# WORK TO BE COMPLETED
Pull out every line with the word "frontier" from the entries below.

# DATA SHOWN

■ ■ ■ ■ ■

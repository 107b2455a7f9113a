//! Connection-flight search: bounded breadth-first expansion over the
//! flight graph exposed by the [`FlightCatalog`].

use std::collections::VecDeque;

use chrono::DateTime;
use sea_orm::prelude::DateTimeWithTimeZone;

use crate::catalog::FlightCatalog;
use crate::entities::flight;
use crate::error::{AppError, AppResult};

/// Hop limit: itineraries never exceed this many legs.
pub const MAX_LEGS: usize = 6;

/// A validated search request. Locations are lowercased on entry; all
/// comparisons downstream are case-insensitive.
#[derive(Debug, Clone)]
pub struct SearchQuery {
    pub departure: String,
    pub arrival: String,
    pub earliest_departure: DateTimeWithTimeZone,
}

impl SearchQuery {
    /// Validate raw search input. Rejects empty locations, a departure equal
    /// to the arrival (case-insensitive), unparseable datetimes and datetimes
    /// not strictly after `now`. The catalog is never touched for invalid
    /// input.
    pub fn parse(
        departure: &str,
        arrival: &str,
        datetime: &str,
        now: DateTimeWithTimeZone,
    ) -> AppResult<Self> {
        if departure.trim().is_empty() {
            return Err(AppError::InvalidSearchParameters(
                "Departure cannot be empty.".to_string(),
            ));
        }
        if arrival.trim().is_empty() {
            return Err(AppError::InvalidSearchParameters(
                "Arrival cannot be empty.".to_string(),
            ));
        }

        let departure = departure.to_lowercase();
        let arrival = arrival.to_lowercase();
        if departure == arrival {
            return Err(AppError::InvalidSearchParameters(
                "Departure and arrival cannot be the same.".to_string(),
            ));
        }

        let earliest_departure = DateTime::parse_from_rfc3339(datetime).map_err(|_| {
            AppError::InvalidSearchParameters(format!(
                "Invalid datetime '{}', expected an ISO-8601 instant.",
                datetime
            ))
        })?;
        if earliest_departure <= now {
            return Err(AppError::InvalidSearchParameters(
                "Date and time has to be in the future.".to_string(),
            ));
        }

        Ok(Self {
            departure,
            arrival,
            earliest_departure,
        })
    }
}

/// Enumerate every itinerary from `query.departure` to `query.arrival`
/// whose first leg departs at or after the requested bound.
///
/// Each queue entry is a path of legs chained by location. A path is emitted
/// once its arrival location matches the target and keeps extending as a
/// prefix of longer itineraries until the hop limit. Result order is not
/// significant.
///
/// Any catalog failure aborts the search; partial results are never
/// returned.
pub async fn search<C: FlightCatalog>(
    catalog: &C,
    query: &SearchQuery,
) -> AppResult<Vec<Vec<flight::Model>>> {
    let mut itineraries = Vec::new();

    let mut frontier: VecDeque<Vec<flight::Model>> = catalog
        .flights_departing_from(&query.departure, query.earliest_departure)
        .await?
        .into_iter()
        .map(|root| vec![root])
        .collect();

    while let Some(path) = frontier.pop_front() {
        let Some(last) = path.last() else { continue };

        if last.arrival.eq_ignore_ascii_case(&query.arrival) {
            itineraries.push(path.clone());
        }

        if path.len() >= MAX_LEGS {
            continue;
        }

        // The previous arrival already dominates the search bound (legs
        // only ever move forward in time); the max keeps the invariant
        // explicit.
        let not_before = last.arrival_time.max(query.earliest_departure);
        for next in catalog
            .flights_departing_from(&last.arrival, not_before)
            .await?
        {
            let mut extended = path.clone();
            extended.push(next);
            frontier.push_back(extended);
        }
    }

    tracing::debug!(
        departure = %query.departure,
        arrival = %query.arrival,
        count = itineraries.len(),
        "itinerary search complete"
    );

    Ok(itineraries)
}
pub mod bookings;
pub mod flights;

■ ■ ■ ■ ■

# REPLY TO THE EXERCISE
    let mut frontier: VecDeque<Vec<flight::Model>> = catalog
    while let Some(path) = frontier.pop_front() {
            frontier.push_back(extended);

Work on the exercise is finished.